// crates/network/src/client.rs
//! HTTP implementation of the remote vehicle store

use crate::error::{NetworkError, NetworkResult};
use async_trait::async_trait;
use carlot_core::{GatewayResult, RemoteGateway, Vehicle};
use reqwest::{Client as ReqwestClient, RequestBuilder, Url};
use serde::de::DeserializeOwned;
use serde::Deserialize;
use std::time::Duration;

const CARS_PATH: &str = "api/cars";

/// HTTP client configuration
#[derive(Debug, Clone)]
pub struct ClientConfig {
    /// Base URL of the API server, e.g. `http://localhost:3000`
    pub base_url: String,
    /// Request timeout
    pub timeout: Duration,
    /// User agent string
    pub user_agent: String,
}

impl ClientConfig {
    pub fn new(base_url: impl Into<String>) -> Self {
        Self {
            base_url: base_url.into(),
            ..Self::default()
        }
    }

    pub fn with_timeout(mut self, timeout: Duration) -> Self {
        self.timeout = timeout;
        self
    }
}

impl Default for ClientConfig {
    fn default() -> Self {
        Self {
            base_url: "http://localhost:3000".to_string(),
            timeout: Duration::from_secs(30),
            user_agent: format!("carlot/{}", env!("CARGO_PKG_VERSION")),
        }
    }
}

/// Error body sent by the API server
#[derive(Debug, Deserialize)]
struct ErrorBody {
    message: String,
}

/// Remote gateway speaking the REST API
///
/// Requests are not retried: a failure is reported to the caller, which
/// decides whether the record stays queued.
#[derive(Clone)]
pub struct HttpGateway {
    inner: ReqwestClient,
    cars_url: Url,
}

impl HttpGateway {
    /// Creates a gateway for the server at `config.base_url`
    pub fn new(config: ClientConfig) -> NetworkResult<Self> {
        let inner = ReqwestClient::builder()
            .timeout(config.timeout)
            .user_agent(&config.user_agent)
            .build()?;

        let mut base = Url::parse(&config.base_url)
            .map_err(|e| NetworkError::InvalidUrl(format!("{}: {}", config.base_url, e)))?;
        if !base.path().ends_with('/') {
            let path = format!("{}/", base.path());
            base.set_path(&path);
        }
        let cars_url = base
            .join(CARS_PATH)
            .map_err(|e| NetworkError::InvalidUrl(e.to_string()))?;

        Ok(Self { inner, cars_url })
    }

    /// URL of the vehicle collection
    pub fn cars_url(&self) -> &Url {
        &self.cars_url
    }

    fn record_url(&self, id: &str) -> NetworkResult<Url> {
        let mut url = self.cars_url.clone();
        url.path_segments_mut()
            .map_err(|_| NetworkError::InvalidUrl(self.cars_url.to_string()))?
            .push(id);
        Ok(url)
    }

    /// Fetches one page of the caller's collection
    pub async fn fetch_page(&self, token: &str, offset: usize, page_size: usize) -> NetworkResult<Vec<Vehicle>> {
        let request = self
            .inner
            .get(self.cars_url.clone())
            .query(&[("numberOfLoadedCars", offset), ("pageSize", page_size)]);
        self.send(request, token).await
    }

    /// Creates a record; the server assigns its id
    pub async fn post_vehicle(&self, token: &str, vehicle: &Vehicle) -> NetworkResult<Vehicle> {
        let request = self.inner.post(self.cars_url.clone()).json(vehicle);
        self.send(request, token).await
    }

    /// Replaces the record stored under `id`
    pub async fn put_vehicle(&self, token: &str, id: &str, vehicle: &Vehicle) -> NetworkResult<Vehicle> {
        let request = self.inner.put(self.record_url(id)?).json(vehicle);
        self.send(request, token).await
    }

    async fn send<T: DeserializeOwned>(&self, request: RequestBuilder, token: &str) -> NetworkResult<T> {
        let response = request.bearer_auth(token).send().await?;
        let status = response.status();
        let body = response.text().await?;

        if status.is_success() {
            return Ok(serde_json::from_str(&body)?);
        }

        log::debug!("Request failed with HTTP {}: {}", status.as_u16(), body);
        if status.as_u16() == 401 || status.as_u16() == 403 {
            return Err(NetworkError::Unauthorized(status.as_u16()));
        }

        let message = serde_json::from_str::<ErrorBody>(&body)
            .map(|error| error.message)
            .unwrap_or_else(|_| status.canonical_reason().unwrap_or("Unknown").to_string());
        Err(NetworkError::Status {
            status: status.as_u16(),
            message,
        })
    }
}

#[async_trait]
impl RemoteGateway for HttpGateway {
    async fn list(&self, token: &str, offset: usize, page_size: usize) -> GatewayResult<Vec<Vehicle>> {
        Ok(self.fetch_page(token, offset, page_size).await?)
    }

    async fn create(&self, token: &str, vehicle: &Vehicle) -> GatewayResult<Vehicle> {
        Ok(self.post_vehicle(token, vehicle).await?)
    }

    async fn update(&self, token: &str, id: &str, vehicle: &Vehicle) -> GatewayResult<Vehicle> {
        Ok(self.put_vehicle(token, id, vehicle).await?)
    }
}
//! Core domain types for carlot
//!
//! - [`Vehicle`]: the record synchronized between clients and the remote store
//! - [`VehicleId`]: server-assigned or temporary (offline) identity
//! - [`PushMessage`]: the push-channel wire contract
//! - [`RemoteGateway`]: the request/response façade over the remote store

pub mod error;
pub mod gateway;
pub mod types;

pub use error::{GatewayError, GatewayResult};
pub use gateway::RemoteGateway;
pub use types::{PushMessage, Vehicle, VehicleId, TEMPORARY_ID_PREFIX};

__What the task requires__: Pick out and copy the lines of the material that include the word "inner".

__Exercise result__:
    inner: ReqwestClient,
        let inner = ReqwestClient::builder()
        Ok(Self { inner, cars_url })
            .inner
        let request = self.inner.post(self.cars_url.clone()).json(vehicle);
        let request = self.inner.put(self.record_url(id)?).json(vehicle);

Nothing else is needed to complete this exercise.